Первые теогонии показывают нам Прометея прикованным к скале где-то на краю света. Вечный мученик навек лишен милости богов, о которой он отказывается просить. Эсхил * придает еще большее величие фигуре героя, приписывая ему дар ясновидения («Все, что предстоит снести, мне хорошо известно»), заставляет Прометея громогласно заявлять о своей ненависти ко всем богам и, погружая его «в бушующее море неизбывных мук», дает ему возможность кончить трагедию громом и молнией: «Без вины страдаю - глядите!»
Следовательно, нельзя сказать, что античности был неведом метафизический бунт. Еще не зная Сатаны, древние создали благородный и страдальческий образ Бунтовщика и одарили нас величайшим мифом о мятежном разуме. Неисчерпаемый греческий гений, сотворивший немало мифов о простоте и согласии, сумел, однако, создать и свою модель восстания. Бесспорно, некоторые прометеевские свойства обрели вторую жизнь в той разбушевавшейся истории, в которой мы живем: борьба против смерти («Я племя смертное от гибели в Аиде самовольно спас»), мессианизм («Я их слепыми наделил надеждами»), человеколюбие («Да, я ненавистен Зевсу... потому что меры не знал я, смертных-любя»).

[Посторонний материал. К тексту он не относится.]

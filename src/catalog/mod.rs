//! Static data the compiler consults but never changes: the type table, the
//! method/operator catalog and the lifecycle-event signature table.
//!
//! A built-in seed catalog covers the primitive operators and a handful of
//! common library members; hosts layer JSON overlays on top of it.

mod builtin;

use std::collections::{BTreeMap, HashMap};

use serde::{Deserialize, Serialize};

use crate::lang::types::{Type, VOID_ANNOTATION};

/// How a catalog member is invoked.
#[derive(Debug, Clone, Copy, PartialEq, Eq, Hash, Serialize, Deserialize)]
pub enum MethodKind {
    StaticFunc,
    Constructor,
    InstanceFunc,
}

impl std::fmt::Display for MethodKind {
    fn fmt(&self, f: &mut std::fmt::Formatter<'_>) -> std::fmt::Result {
        match self {
            MethodKind::StaticFunc => write!(f, "static function"),
            MethodKind::Constructor => write!(f, "constructor"),
            MethodKind::InstanceFunc => write!(f, "instance function"),
        }
    }
}

/// Lookup key: call shape plus the exact argument types.
#[derive(Debug, Clone, PartialEq, Eq, Hash)]
pub struct MethodKey {
    pub kind: MethodKind,
    pub owner: String,
    pub name: String,
    pub args: Vec<Type>,
}

/// What a catalog hit resolves to.
#[derive(Debug, Clone, PartialEq, Eq)]
pub struct Method {
    pub ret: Type,
    /// Linkage symbol passed to `EXTERN`.
    pub symbol: String,
}

/// One `(type, slot)` pair of an event signature. The host writes the
/// argument into the variable named `slot` before entering the event.
#[derive(Debug, Clone, PartialEq, Eq, Serialize, Deserialize)]
pub struct EventArg {
    pub ty: String,
    pub slot: String,
}

/// Serialized form of one catalog member.
#[derive(Debug, Clone, PartialEq, Serialize, Deserialize)]
pub struct MethodEntry {
    pub kind: MethodKind,
    pub owner: String,
    pub name: String,
    #[serde(default)]
    pub args: Vec<String>,
    /// `None` for members without a result.
    #[serde(default)]
    pub ret: Option<String>,
    #[serde(rename = "extern")]
    pub symbol: String,
}

/// Serialized catalog overlay.
#[derive(Debug, Clone, Default, PartialEq, Serialize, Deserialize)]
pub struct CatalogFile {
    #[serde(default)]
    pub types: BTreeMap<String, String>,
    #[serde(default)]
    pub methods: Vec<MethodEntry>,
    #[serde(default)]
    pub events: BTreeMap<String, Vec<EventArg>>,
}

#[derive(Debug, Clone, Default)]
pub struct Catalog {
    /// Source type identifier -> VM type name.
    types: HashMap<String, String>,
    methods: HashMap<MethodKey, Method>,
    events: HashMap<String, Vec<EventArg>>,
}

impl Catalog {
    /// An empty catalog; nothing resolves.
    pub fn empty() -> Self {
        Self::default()
    }

    /// The seed catalog shipped with the compiler.
    pub fn builtin() -> Self {
        let mut catalog = Self::empty();
        catalog.merge(builtin::seed());
        catalog
    }

    /// Parse a JSON overlay.
    pub fn file_from_json(json: &str) -> Result<CatalogFile, serde_json::Error> {
        serde_json::from_str(json)
    }

    /// Layer `file` over the current contents. Later entries win.
    pub fn merge(&mut self, file: CatalogFile) {
        self.types.extend(file.types);
        for entry in file.methods {
            self.add_method(entry);
        }
        self.events.extend(file.events);
    }

    fn add_method(&mut self, entry: MethodEntry) {
        let key = MethodKey {
            kind: entry.kind,
            owner: entry.owner,
            name: entry.name,
            args: entry.args.iter().map(|a| Type::named(a)).collect(),
        };
        let ret = match entry.ret.as_deref() {
            None | Some(VOID_ANNOTATION) => Type::Void,
            Some(name) => Type::named(name),
        };
        self.methods.insert(
            key,
            Method {
                ret,
                symbol: entry.symbol,
            },
        );
    }

    // ─────────────────────────────── Queries ────────────────────────────────

    /// Is `ident` a recognized primitive type identifier?
    pub fn is_type(&self, ident: &str) -> bool {
        self.types.contains_key(ident)
    }

    /// VM spelling of a type for the data segment.
    pub fn vm_type_name(&self, ident: &str) -> Option<&str> {
        self.types.get(ident).map(String::as_str)
    }

    /// Exact-match lookup; no coercion, no overload ranking.
    pub fn method(&self, kind: MethodKind, owner: &str, name: &str, args: &[Type]) -> Option<&Method> {
        let key = MethodKey {
            kind,
            owner: owner.to_string(),
            name: name.to_string(),
            args: args.to_vec(),
        };
        self.methods.get(&key)
    }

    /// Required argument signature of a lifecycle event, if it is known.
    pub fn event(&self, name: &str) -> Option<&[EventArg]> {
        self.events.get(name).map(Vec::as_slice)
    }
}

/// Linkage symbol in the VM's naming scheme:
/// `Owner.__name__Arg1_Arg2__Ret`, with the argument part omitted when empty.
pub fn extern_symbol(owner: &str, name: &str, args: &[&str], ret: &str) -> String {
    if args.is_empty() {
        format!("{}.__{}__{}", owner, name, ret)
    } else {
        format!("{}.__{}__{}__{}", owner, name, args.join("_"), ret)
    }
}
fn main() {
    if let Err(e) = uasmc::run() {
        eprintln!("Error: {:#}", e);
        std::process::exit(1);
    }
}
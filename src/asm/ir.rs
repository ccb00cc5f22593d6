use crate::asm::{Instr, LabelId};
use serde::{Deserialize, Serialize};

/// Initial value of a data-segment variable.
#[derive(Debug, Clone, PartialEq, Eq, Serialize, Deserialize)]
pub enum Init {
    Null,
    /// Literal text exactly as it appears in the data segment.
    Literal(String),
    /// Address of a code label; filled in by the link pass.
    Label(LabelId),
    Addr(u32),
}

/// One data-segment declaration.
#[derive(Debug, Clone, PartialEq, Eq, Serialize, Deserialize)]
pub struct DataVar {
    pub name: String,
    /// VM spelling of the variable's type.
    pub vm_type: String,
    pub init: Init,
}

#[derive(Debug, Clone, PartialEq, Eq, Serialize, Deserialize)]
pub struct Label {
    pub name: String,
    pub addr: Option<u32>,
}

/// An assembled compile unit.
#[derive(Debug, Clone, PartialEq, Eq, Serialize, Deserialize)]
pub struct AsmProgram {
    /// Exported variable names, in `global` order.
    pub exports: Vec<String>,

    /// Every known variable, in declaration order.
    pub vars: Vec<DataVar>,

    /// Exported lifecycle events, in declaration order.
    pub events: Vec<String>,

    /// Instruction stream.
    pub code: Vec<Instr>,

    /// Label table; `LabelId` indexes into it.
    pub labels: Vec<Label>,
}

impl AsmProgram {
    /// Total encoded size of the code segment.
    pub fn code_len(&self) -> u32 {
        self.code.iter().map(Instr::width).sum()
    }

    pub fn label(&self, id: LabelId) -> &Label {
        &self.labels[id.0]
    }

    /// Byte address of every instruction, in order.
    pub fn addresses(&self) -> Vec<u32> {
        let mut pc = 0;
        self.code
            .iter()
            .map(|i| {
                let at = pc;
                pc += i.width();
                at
            })
            .collect()
    }

    /// Serialize to postcard bytes.
    pub fn dump(&self) -> Result<Vec<u8>, postcard::Error> {
        postcard::to_allocvec(self)
    }

    /// Deserialize from bytes produced by [`AsmProgram::dump`].
    pub fn load(bytes: &[u8]) -> Result<Self, postcard::Error> {
        postcard::from_bytes(bytes)
    }
}
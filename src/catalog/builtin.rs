use std::collections::BTreeMap;

use super::{CatalogFile, EventArg, MethodEntry, MethodKind, extern_symbol};

const VOID: &str = "SystemVoid";

const TYPES: &[&str] = &[
    "SystemInt32",
    "SystemUInt32",
    "SystemInt64",
    "SystemSingle",
    "SystemDouble",
    "SystemString",
    "SystemBoolean",
    "SystemObject",
    "SystemInt32Array",
    "SystemSingleArray",
    "SystemBooleanArray",
    "SystemStringArray",
    "UnityEngineGameObject",
    "UnityEngineGameObjectArray",
    "UnityEngineTransform",
    "UnityEngineComponent",
    "UnityEngineRenderer",
    "UnityEngineMaterial",
    "UnityEngineVector3",
    "UnityEngineQuaternion",
    "UnityEngineColor",
    "UnityEngineCollider",
    "UnityEngineCollision",
    "VRCSDKBaseVRCPlayerApi",
];

/// Arithmetic and comparison operator members for one numeric type.
fn numeric_ops(out: &mut Vec<MethodEntry>, ty: &str, with_modulus: bool) {
    let mut arith = vec!["op_Addition", "op_Subtraction", "op_Multiplication", "op_Division"];
    if with_modulus {
        arith.push("op_Modulus");
    }
    for op in arith {
        out.push(stat(ty, op, &[ty, ty], ty));
    }
    for op in [
        "op_Equality",
        "op_Inequality",
        "op_LessThan",
        "op_GreaterThan",
        "op_LessThanOrEqual",
        "op_GreaterThanOrEqual",
    ] {
        out.push(stat(ty, op, &[ty, ty], "SystemBoolean"));
    }
    out.push(stat(ty, "op_UnaryMinus", &[ty], ty));
}

/// `Array.ctor(len)`, `Get(i)`, `Set(i, v)` for one element type.
fn array_members(out: &mut Vec<MethodEntry>, elem: &str) {
    let arr = format!("{}Array", elem);
    out.push(entry(MethodKind::Constructor, &arr, "ctor", &["SystemInt32"], &arr));
    out.push(entry(MethodKind::InstanceFunc, &arr, "Get", &["SystemInt32"], elem));
    out.push(entry(MethodKind::InstanceFunc, &arr, "Set", &["SystemInt32", elem], VOID));
}

fn entry(kind: MethodKind, owner: &str, name: &str, args: &[&str], ret: &str) -> MethodEntry {
    MethodEntry {
        kind,
        owner: owner.to_string(),
        name: name.to_string(),
        args: args.iter().map(|a| a.to_string()).collect(),
        ret: if ret == VOID { None } else { Some(ret.to_string()) },
        symbol: extern_symbol(owner, name, args, ret),
    }
}

fn stat(owner: &str, name: &str, args: &[&str], ret: &str) -> MethodEntry {
    entry(MethodKind::StaticFunc, owner, name, args, ret)
}

fn inst(owner: &str, name: &str, args: &[&str], ret: &str) -> MethodEntry {
    entry(MethodKind::InstanceFunc, owner, name, args, ret)
}

fn event(slots: &[(&str, &str)]) -> Vec<EventArg> {
    slots
        .iter()
        .map(|(ty, slot)| EventArg {
            ty: ty.to_string(),
            slot: slot.to_string(),
        })
        .collect()
}

pub(super) fn seed() -> CatalogFile {
    let mut types: BTreeMap<String, String> = TYPES
        .iter()
        .map(|t| (t.to_string(), t.to_string()))
        .collect();
    // No class carries this name, but the VM insists on it.
    types.insert(
        "VRCUdonCommonInterfacesIUdonEventReceiver".to_string(),
        "VRCUdonUdonBehaviour".to_string(),
    );

    let mut methods = Vec::new();

    numeric_ops(&mut methods, "SystemInt32", true);
    numeric_ops(&mut methods, "SystemSingle", false);

    for ty in ["SystemBoolean", "SystemString", "SystemObject"] {
        methods.push(stat(ty, "op_Equality", &[ty, ty], "SystemBoolean"));
        methods.push(stat(ty, "op_Inequality", &[ty, ty], "SystemBoolean"));
    }
    methods.push(stat("SystemBoolean", "op_LogicalAnd", &["SystemBoolean", "SystemBoolean"], "SystemBoolean"));
    methods.push(stat("SystemBoolean", "op_LogicalOr", &["SystemBoolean", "SystemBoolean"], "SystemBoolean"));
    methods.push(stat("SystemBoolean", "op_UnaryNegation", &["SystemBoolean"], "SystemBoolean"));
    methods.push(stat("SystemBoolean", "Parse", &["SystemString"], "SystemBoolean"));

    // String concatenation is spelled as `+` in scripts.
    methods.push(MethodEntry {
        symbol: extern_symbol("SystemString", "Concat", &["SystemString", "SystemString"], "SystemString"),
        ..stat("SystemString", "op_Addition", &["SystemString", "SystemString"], "SystemString")
    });

    methods.push(stat("SystemConvert", "ToString", &["SystemInt32"], "SystemString"));
    methods.push(stat("SystemConvert", "ToString", &["SystemSingle"], "SystemString"));
    methods.push(stat("SystemConvert", "ToSingle", &["SystemInt32"], "SystemSingle"));
    methods.push(stat("SystemConvert", "ToInt32", &["SystemSingle"], "SystemInt32"));

    methods.push(stat("UnityEngineDebug", "Log", &["SystemObject"], VOID));
    methods.push(stat("UnityEngineRandom", "Range", &["SystemInt32", "SystemInt32"], "SystemInt32"));
    methods.push(stat("UnityEngineRandom", "Range", &["SystemSingle", "SystemSingle"], "SystemSingle"));
    methods.push(stat("UnityEngineRandom", "ColorHSV", &[], "UnityEngineColor"));
    methods.push(stat("VRCInstantiate", "Instantiate", &["UnityEngineGameObject"], "UnityEngineGameObject"));

    methods.push(stat("UnityEngineGameObject", "Find", &["SystemString"], "UnityEngineGameObject"));
    methods.push(inst("UnityEngineGameObject", "GetComponent", &["SystemString"], "UnityEngineComponent"));
    methods.push(inst("UnityEngineGameObject", "SetActive", &["SystemBoolean"], VOID));
    methods.push(inst("UnityEngineGameObject", "get_transform", &[], "UnityEngineTransform"));

    methods.push(inst("UnityEngineTransform", "get_position", &[], "UnityEngineVector3"));
    methods.push(inst("UnityEngineTransform", "set_position", &["UnityEngineVector3"], VOID));
    methods.push(inst("UnityEngineTransform", "Rotate", &["SystemSingle", "SystemSingle", "SystemSingle"], VOID));

    methods.push(inst("UnityEngineRenderer", "get_material", &[], "UnityEngineMaterial"));
    methods.push(inst("UnityEngineMaterial", "get_color", &[], "UnityEngineColor"));
    methods.push(inst("UnityEngineMaterial", "set_color", &["UnityEngineColor"], VOID));
    methods.push(inst("UnityEngineColor", "Equals", &["UnityEngineColor"], "SystemBoolean"));

    methods.push(entry(
        MethodKind::Constructor,
        "UnityEngineVector3",
        "ctor",
        &["SystemSingle", "SystemSingle", "SystemSingle"],
        "UnityEngineVector3",
    ));
    methods.push(entry(
        MethodKind::Constructor,
        "UnityEngineColor",
        "ctor",
        &["SystemSingle", "SystemSingle", "SystemSingle"],
        "UnityEngineColor",
    ));

    for elem in ["SystemInt32", "SystemSingle", "SystemBoolean", "SystemString", "UnityEngineGameObject"] {
        array_members(&mut methods, elem);
    }

    let mut events = BTreeMap::new();
    for name in [
        "_start",
        "_update",
        "_lateUpdate",
        "_fixedUpdate",
        "_interact",
        "_onEnable",
        "_onDisable",
        "_onMouseDown",
    ] {
        events.insert(name.to_string(), Vec::new());
    }
    events.insert(
        "_onTriggerEnter".to_string(),
        event(&[("UnityEngineCollider", "onTriggerEnterOther")]),
    );
    events.insert(
        "_onTriggerExit".to_string(),
        event(&[("UnityEngineCollider", "onTriggerExitOther")]),
    );
    events.insert(
        "_onCollisionEnter".to_string(),
        event(&[("UnityEngineCollision", "onCollisionEnterOther")]),
    );
    events.insert(
        "_onPlayerJoined".to_string(),
        event(&[("VRCSDKBaseVRCPlayerApi", "onPlayerJoinedPlayer")]),
    );
    events.insert(
        "_onPlayerLeft".to_string(),
        event(&[("VRCSDKBaseVRCPlayerApi", "onPlayerLeftPlayer")]),
    );

    CatalogFile {
        types,
        methods,
        events,
    }
}
use std::collections::{BTreeMap, HashSet};
use std::fmt::Write;

use crate::asm::ir::{AsmProgram, Init};
use crate::asm::{Instr, Target};

/// Absolute addresses are always ten lowercase hex digits.
fn fmt_addr(addr: u32) -> String {
    format!("0x{:010x}", addr)
}

fn fmt_target(program: &AsmProgram, target: &Target) -> String {
    match target {
        Target::Addr(a) => fmt_addr(*a),
        // Only visible when rendering before the link pass.
        Target::Label(id) => format!("###{}###", program.label(*id).name),
    }
}

fn fmt_init(program: &AsmProgram, init: &Init) -> String {
    match init {
        Init::Null => "null".to_string(),
        Init::Literal(text) => text.clone(),
        Init::Addr(a) => fmt_addr(*a),
        Init::Label(id) => format!("###{}###", program.label(*id).name),
    }
}

/// Text of one instruction, without indentation. `None` for event heads.
pub fn fmt_instr(program: &AsmProgram, instr: &Instr) -> Option<String> {
    Some(match instr {
        Instr::Pop => "POP".to_string(),
        Instr::Copy => "COPY".to_string(),
        Instr::Push(var) => format!("PUSH, {}", var),
        Instr::PushAddr(a) => format!("PUSH, {}", fmt_addr(*a)),
        Instr::Jump(t) => format!("JUMP, {}", fmt_target(program, t)),
        Instr::JumpIfFalse(t) => format!("JUMP_IF_FALSE, {}", fmt_target(program, t)),
        Instr::JumpIndirect(var) => format!("JUMP_INDIRECT, {}", var),
        Instr::Extern { symbol, .. } => format!("EXTERN, \"{}\"", symbol),
        Instr::EventHead(_) => return None,
    })
}

/// `.data_start` … `.data_end`
pub fn data_segment(program: &AsmProgram) -> String {
    let mut out = String::from(".data_start\n\n");
    for name in &program.exports {
        let _ = writeln!(out, "    .export {}", name);
    }
    for var in &program.vars {
        let _ = writeln!(
            out,
            "        {}: %{}, {}",
            var.name,
            var.vm_type,
            fmt_init(program, &var.init)
        );
    }
    out.push_str("\n.data_end\n\n");
    out
}

/// `.code_start` … `.code_end`
pub fn code_segment(program: &AsmProgram) -> String {
    let mut out = String::from(".code_start\n\n");
    for event in &program.events {
        let _ = writeln!(out, "    .export {}", event);
    }
    for instr in &program.code {
        match instr {
            Instr::EventHead(name) => {
                let _ = writeln!(out, "    {}:", name);
            }
            other => {
                if let Some(text) = fmt_instr(program, other) {
                    let _ = writeln!(out, "        {}", text);
                }
            }
        }
    }
    out.push_str("\n.code_end\n");
    out
}

/// The complete assembly document.
pub fn render(program: &AsmProgram) -> String {
    let mut out = data_segment(program);
    out.push_str(&code_segment(program));
    out
}

/// Address listing for debugging: every instruction with its byte address,
/// bound labels above the instruction they point at, and a marker on jump
/// targets.
pub fn listing(program: &AsmProgram) -> String {
    let addrs = program.addresses();

    let mut labels_at: BTreeMap<u32, Vec<&str>> = BTreeMap::new();
    for label in &program.labels {
        if let Some(a) = label.addr {
            labels_at.entry(a).or_default().push(&label.name);
        }
    }

    let jump_targets = collect_jump_targets(program);

    let mut out = String::new();
    for (instr, &addr) in program.code.iter().zip(&addrs) {
        if let Instr::EventHead(name) = instr {
            let _ = writeln!(out, "{}:", name);
            continue;
        }
        if let Some(names) = labels_at.remove(&addr) {
            for name in names {
                let _ = writeln!(out, "  {}:", name);
            }
        }
        let marker = if jump_targets.contains(&addr) { "►" } else { " " };
        let text = fmt_instr(program, instr).unwrap_or_default();
        let _ = writeln!(out, "{} {} {}", fmt_addr(addr), marker, text);
    }
    out
}

fn collect_jump_targets(program: &AsmProgram) -> HashSet<u32> {
    program
        .code
        .iter()
        .filter_map(|op| match op.target() {
            Some(Target::Addr(a)) => Some(*a),
            Some(Target::Label(id)) => program.label(*id).addr,
            None => None,
        })
        .collect()
}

Но нельзя забывать, что эсхиловский «Прометей-огненосец» провозгласил царство простительного бунта. Греки ни в чем не ожесточались. В самых смелых своих дерзаниях они остаются верны чувству меры, которое боготворили. Они восстают не против всего мироздания, а только против Зевса, который всегда был лишь одним из богов, дни которого измерены. Прометей сам полубог. Речь идет о своего рода сведении счетов, о споре по поводу добра, а вовсе не о вселенской борьбе добра и зла.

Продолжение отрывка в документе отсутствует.